After I preached on Acts 15.1-16.5 someone asked me this question: “where do you draw the line for how much of your freedom you should be willing to sacrifice for the sake of spreading the gospel?” The question came up because of Timothy’s significant sacrifice for the sake of gaining a hearing from the Jews (Acts 16.3)! So here are a few reflections to help us think it through:

Freedom rightly understood

In 21st century London we hear the word 'freedom' and think it means 'being able to follow any desire at any moment.' That’s not how the Bible understands freedom. In fact it would describe that as slavery… slavery to sin. I wasn’t created to serve myself, I was created to serve God and other people. That means that I’ll never be 'free' whilst I’m always seeking to serve myself. But Paul says of us, '…having been set free from sin [you] have become slaves of righteousness.' (Rom 6.18). True freedom (and joy for that matter!) will be experienced as Christ transforms me to love and serve him and others. As Paul says in Galatians 5.13 '…you were called to freedom, brothers. Only do not use your freedom as an opportunity for the flesh, but through love serve one another.'

Freedom for the sake of the unbelievers

The Bible then talks about us using this gospel freedom for the sake of two groups: Unbelievers and believers. 1 Corinthians 8-10 are the go to chapters for thinking about the first group and I’m going to let Paul do the talking. '…whether you eat or drink, or whatever you do, do all to the glory of God. Give no offense to Jews or to Greeks… Just as I try to please everyone in everything I do, not seeking my own advantage, but that of many, that they may be saved. Be imitators of me, as I am of Christ' (1 Cor 10.31-11.1). Two things to note: Firstly, every area of life is affected by this principle of love for others – ' …whatever you do'. Secondly, no limit is set on the extent of the personal sacrifice we might make – 'Be imitators of Christ'.

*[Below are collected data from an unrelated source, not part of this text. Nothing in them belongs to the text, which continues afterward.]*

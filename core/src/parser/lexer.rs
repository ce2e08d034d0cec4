//! Source lexer for Cinder.
//!
//! The lexer is stateless: `scan_token` maps a byte position to the token
//! starting there and the position after it, so the same position always
//! yields the same token. `Lexer::tokens` drives it as an iterator. Bad input
//! never fails the scan; it produces an explicitly invalid token instead.

use std::fmt;
use std::sync::Arc;

use super::literals::{self, NumberSuffix};
use crate::ast::{LiteralValue, TokenKind};
use crate::diag::Span;
use crate::text::SourceBuffer;

/// A token paired with its location in a source buffer.
#[derive(Clone)]
pub struct Token {
    pub kind: TokenKind,
    pub span: Span,
    pub value: Option<LiteralValue>,
    /// 1-based position of `span.start`.
    pub line: usize,
    pub column: usize,
    source: Arc<SourceBuffer>,
}

impl Token {
    pub fn new(
        kind: TokenKind,
        span: Span,
        source: &Arc<SourceBuffer>,
        value: Option<LiteralValue>,
    ) -> Self {
        let (line, column) = source.line_column(span.start).unwrap_or((0, 0));

        Self {
            kind,
            span,
            value,
            line,
            column,
            source: Arc::clone(source),
        }
    }

    /// Source text covered by the token.
    pub fn text(&self) -> &str {
        self.source.slice(self.span).unwrap_or_default()
    }

    pub fn source(&self) -> &Arc<SourceBuffer> {
        &self.source
    }

    /// Copy of this token moved `offset` bytes into `source`.
    pub fn rebased(&self, offset: usize, source: &Arc<SourceBuffer>) -> Token {
        Token::new(self.kind, self.span + offset, source, self.value.clone())
    }
}

impl PartialEq for Token {
    fn eq(&self, other: &Self) -> bool {
        self.kind == other.kind
            && self.span == other.span
            && self.value == other.value
            && Arc::ptr_eq(&self.source, &other.source)
    }
}

impl fmt::Debug for Token {
    fn fmt(&self, f: &mut fmt::Formatter<'_>) -> fmt::Result {
        f.debug_struct("Token")
            .field("kind", &self.kind)
            .field("text", &self.text())
            .field("span", &self.span)
            .field("value", &self.value)
            .field("line", &self.line)
            .field("column", &self.column)
            .finish()
    }
}

/// Outcome of scanning one token.
#[derive(Debug, Clone, PartialEq)]
pub struct ScanResult {
    pub token: Token,
    /// Position just after the token; always greater than the scan position.
    pub next: usize,
}

#[derive(Debug, Clone)]
pub struct Lexer {
    source: Arc<SourceBuffer>,
}

impl Lexer {
    pub fn new(source: Arc<SourceBuffer>) -> Self {
        Self { source }
    }

    pub fn source(&self) -> &Arc<SourceBuffer> {
        &self.source
    }

    /// Iterate over every token of the buffer, filtered ones included.
    pub fn tokens(&self) -> Tokens<'_> {
        Tokens {
            lexer: self,
            position: 0,
        }
    }

    /// Scan the token starting at `position`, or `None` at end of input.
    pub fn scan_token(&self, position: usize) -> Option<ScanResult> {
        let text = self.source.text();
        if position >= text.len() {
            return None;
        }

        let Some(first) = text.get(position..).and_then(|rest| rest.chars().next()) else {
            // Not a character boundary: skip to the next one.
            let end = (position + 1..=text.len())
                .find(|index| text.is_char_boundary(*index))
                .unwrap_or(text.len());
            return Some(self.finish(TokenKind::Invalid, position, end, None));
        };

        let result = match first {
            '\n' | '\r' => self.scan_newline(position),
            ch if ch.is_whitespace() => self.scan_whitespace(position),
            ch if ch.is_ascii_digit() => self.scan_number(position),
            ch if ch.is_alphabetic() || ch == '_' => self.scan_identifier(position),
            '"' => self.scan_string(position),
            '\'' => self.scan_char(position),
            '/' if matches!(self.byte_at(position + 1), Some(b'/' | b'*')) => {
                self.scan_comment(position)
            }
            _ => self.scan_operator(position),
        };

        Some(result)
    }

    fn finish(
        &self,
        kind: TokenKind,
        start: usize,
        end: usize,
        value: Option<LiteralValue>,
    ) -> ScanResult {
        ScanResult {
            token: Token::new(kind, Span::new(start, end), &self.source, value),
            next: end,
        }
    }

    fn byte_at(&self, position: usize) -> Option<u8> {
        self.source.text().as_bytes().get(position).copied()
    }

    fn scan_newline(&self, start: usize) -> ScanResult {
        let end = match (self.byte_at(start), self.byte_at(start + 1)) {
            (Some(b'\r'), Some(b'\n')) => start + 2,
            _ => start + 1,
        };
        self.finish(TokenKind::Newline, start, end, None)
    }

    fn scan_whitespace(&self, start: usize) -> ScanResult {
        let text = self.source.text();
        let end = text[start..]
            .char_indices()
            .find(|(_, ch)| !ch.is_whitespace() || *ch == '\n' || *ch == '\r')
            .map_or(text.len(), |(offset, _)| start + offset);

        self.finish(TokenKind::Whitespace, start, end, None)
    }

    fn scan_identifier(&self, start: usize) -> ScanResult {
        let text = self.source.text();
        let end = text[start..]
            .char_indices()
            .find(|(_, ch)| !is_ident_continue(*ch))
            .map_or(text.len(), |(offset, _)| start + offset);

        match TokenKind::keyword(&text[start..end]) {
            Some(TokenKind::KwTrue) => {
                self.finish(TokenKind::KwTrue, start, end, Some(LiteralValue::Bool(true)))
            }
            Some(TokenKind::KwFalse) => {
                self.finish(TokenKind::KwFalse, start, end, Some(LiteralValue::Bool(false)))
            }
            Some(TokenKind::KwNull) => {
                self.finish(TokenKind::KwNull, start, end, Some(LiteralValue::Null))
            }
            Some(keyword) => self.finish(keyword, start, end, None),
            None => self.finish(TokenKind::Identifier, start, end, None),
        }
    }

    fn scan_number(&self, start: usize) -> ScanResult {
        let bytes = self.source.text().as_bytes();
        let mut digits = String::new();
        let mut is_float = false;

        let radix = match (bytes.get(start), bytes.get(start + 1)) {
            (Some(b'0'), Some(b'x' | b'X')) => 16,
            (Some(b'0'), Some(b'b' | b'B')) => 2,
            _ => 10,
        };

        let mut cursor = if radix == 10 { start } else { start + 2 };
        cursor = consume_digits(bytes, cursor, radix, &mut digits);

        if radix == 10 {
            // `1.` stays an integer so `1..2` and `1.abs` keep working.
            if bytes.get(cursor) == Some(&b'.')
                && bytes.get(cursor + 1).is_some_and(u8::is_ascii_digit)
            {
                is_float = true;
                digits.push('.');
                cursor = consume_digits(bytes, cursor + 1, 10, &mut digits);
            }

            if matches!(bytes.get(cursor), Some(b'e' | b'E')) {
                let signed = matches!(bytes.get(cursor + 1), Some(b'+' | b'-'));
                let exponent_start = cursor + 1 + usize::from(signed);

                if bytes.get(exponent_start).is_some_and(u8::is_ascii_digit) {
                    is_float = true;
                    digits.push('e');
                    if signed {
                        digits.push(char::from(bytes[cursor + 1]));
                    }
                    cursor = consume_digits(bytes, exponent_start, 10, &mut digits);
                }
            }
        }

        let (suffix, end) = scan_number_suffix(bytes, cursor);

        let value = if is_float {
            literals::float_value(&digits, suffix)
        } else {
            literals::integer_value(&digits, radix, suffix)
        };

        let kind = match value {
            Some(_) => TokenKind::NumberLiteral,
            None => TokenKind::InvalidNumberLiteral,
        };

        self.finish(kind, start, end, value)
    }

    fn scan_string(&self, start: usize) -> ScanResult {
        let text = self.source.text();
        let body_start = start + 1;
        let mut escaped = false;
        let mut depth = 0usize;
        let mut interpolated = false;
        let mut closing = None;
        let mut stop = text.len();

        for (offset, ch) in text[body_start..].char_indices() {
            let index = body_start + offset;
            match ch {
                '\n' | '\r' => {
                    stop = index;
                    break;
                }
                '{' if !escaped => {
                    interpolated = true;
                    depth += 1;
                    continue;
                }
                '}' if depth > 0 => {
                    depth -= 1;
                    continue;
                }
                '"' if !escaped && depth == 0 => {
                    closing = Some(index);
                    break;
                }
                '\\' => {
                    escaped = !escaped;
                    continue;
                }
                _ => {}
            }
            escaped = false;
        }

        let Some(closing) = closing else {
            return self.finish(TokenKind::InvalidStringLiteral, start, stop, None);
        };

        let raw = &text[body_start..closing];
        let end = closing + 1;

        if interpolated {
            return self.finish(
                TokenKind::InterpolatedStringLiteral,
                start,
                end,
                Some(LiteralValue::Str(raw.to_string())),
            );
        }

        match literals::unescape(raw, true) {
            (value, true) => {
                self.finish(TokenKind::StringLiteral, start, end, Some(LiteralValue::Str(value)))
            }
            (_, false) => self.finish(TokenKind::InvalidStringLiteral, start, end, None),
        }
    }

    fn scan_char(&self, start: usize) -> ScanResult {
        let text = self.source.text();
        let body_start = start + 1;
        let mut escaped = false;
        let mut closing = None;
        let mut stop = text.len();

        for (offset, ch) in text[body_start..].char_indices() {
            let index = body_start + offset;
            match ch {
                '\n' | '\r' => {
                    stop = index;
                    break;
                }
                '\'' if !escaped => {
                    closing = Some(index);
                    break;
                }
                '\\' => {
                    escaped = !escaped;
                    continue;
                }
                _ => {}
            }
            escaped = false;
        }

        let Some(closing) = closing else {
            return self.finish(TokenKind::InvalidCharLiteral, start, stop, None);
        };

        let (decoded, valid) = literals::unescape(&text[body_start..closing], false);
        let mut chars = decoded.chars();

        match (valid, chars.next(), chars.next()) {
            (true, Some(ch), None) => self.finish(
                TokenKind::CharLiteral,
                start,
                closing + 1,
                Some(LiteralValue::Char(ch)),
            ),
            _ => self.finish(TokenKind::InvalidCharLiteral, start, closing + 1, None),
        }
    }

    fn scan_comment(&self, start: usize) -> ScanResult {
        let text = self.source.text();

        if self.byte_at(start + 1) == Some(b'/') {
            let kind = if self.byte_at(start + 2) == Some(b'/') {
                TokenKind::DocComment
            } else {
                TokenKind::LineComment
            };
            let end = text[start..]
                .find(['\n', '\r'])
                .map_or(text.len(), |offset| start + offset);

            return self.finish(kind, start, end, None);
        }

        let mut depth = 0usize;
        let mut cursor = start;

        while cursor < text.len() {
            let rest = &text[cursor..];
            if rest.starts_with("/*") {
                depth += 1;
                cursor += 2;
            } else if rest.starts_with("*/") {
                depth -= 1;
                cursor += 2;
                if depth == 0 {
                    break;
                }
            } else {
                cursor += rest.chars().next().map_or(1, char::len_utf8);
            }
        }

        self.finish(TokenKind::BlockComment, start, cursor.min(text.len()), None)
    }

    fn scan_operator(&self, start: usize) -> ScanResult {
        let text = self.source.text();
        let run_end = text[start..]
            .char_indices()
            .find(|(_, ch)| ch.is_alphanumeric() || ch.is_whitespace() || *ch == '_')
            .map_or(text.len(), |(offset, _)| start + offset);

        // Longest registered prefix of the run wins.
        let mut end = run_end;
        while end > start {
            if let Some(kind) = TokenKind::operator(&text[start..end]) {
                return self.finish(kind, start, end, None);
            }
            end = text[start..end]
                .char_indices()
                .last()
                .map_or(start, |(offset, _)| start + offset);
        }

        let width = text[start..].chars().next().map_or(1, char::len_utf8);
        self.finish(TokenKind::Invalid, start, start + width, None)
    }
}

/// Iterator over every raw token of a buffer.
pub struct Tokens<'a> {
    lexer: &'a Lexer,
    position: usize,
}

impl Iterator for Tokens<'_> {
    type Item = Token;

    fn next(&mut self) -> Option<Token> {
        let result = self.lexer.scan_token(self.position)?;
        self.position = result.next;
        Some(result.token)
    }
}

fn is_ident_continue(ch: char) -> bool {
    ch == '_' || ch.is_alphanumeric()
}

/// Read digits of `radix`, skipping `_` separators, and return the cursor.
fn consume_digits(bytes: &[u8], mut cursor: usize, radix: u32, buf: &mut String) -> usize {
    while let Some(&byte) = bytes.get(cursor) {
        if char::from(byte).is_digit(radix) {
            buf.push(char::from(byte));
        } else if byte != b'_' {
            break;
        }
        cursor += 1;
    }
    cursor
}

/// Recognise a `u`/`i`/`f`/`x` suffix with an optional bit width. A letter
/// that runs on into an identifier is not a suffix.
fn scan_number_suffix(bytes: &[u8], cursor: usize) -> (NumberSuffix, usize) {
    let marker: fn(Option<u32>) -> NumberSuffix = match bytes.get(cursor) {
        Some(b'u' | b'U') => NumberSuffix::Unsigned,
        Some(b'i' | b'I') => NumberSuffix::Signed,
        Some(b'f' | b'F') => NumberSuffix::Float,
        Some(b'x' | b'X') => NumberSuffix::Fixed,
        _ => return (NumberSuffix::None, cursor),
    };

    let width_start = cursor + 1;
    let mut end = width_start;
    while bytes.get(end).is_some_and(u8::is_ascii_digit) {
        end += 1;
    }

    if bytes
        .get(end)
        .is_some_and(|byte| byte.is_ascii_alphanumeric() || *byte == b'_')
    {
        return (NumberSuffix::None, cursor);
    }

    let width = (end > width_start).then(|| {
        std::str::from_utf8(&bytes[width_start..end])
            .ok()
            .and_then(|digits| digits.parse::<u32>().ok())
            .unwrap_or(0)
    });

    (marker(width), end)
}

Freedom for the sake of believers

Romans 14.1-15.13 is the place to go to think about limiting our behavior so as not to cause other Christians to act against their conscience. The argument is complicated but the overall point is simple and strikingly similar to the point in 1 Corinthians. 'Let each of us please his neighbor for his good, to build him up. For Christ did not please himself…' (Romans 15.2-3).

So here’s a brief answer to the question: It appears there are no limits to how much I should be willing to limit my freedom for the sake of the gospel. If Christ gave it all up for me, shouldn’t I be willing to give it all up for the sake of others? And only the grace of God can produce that kind of radical love.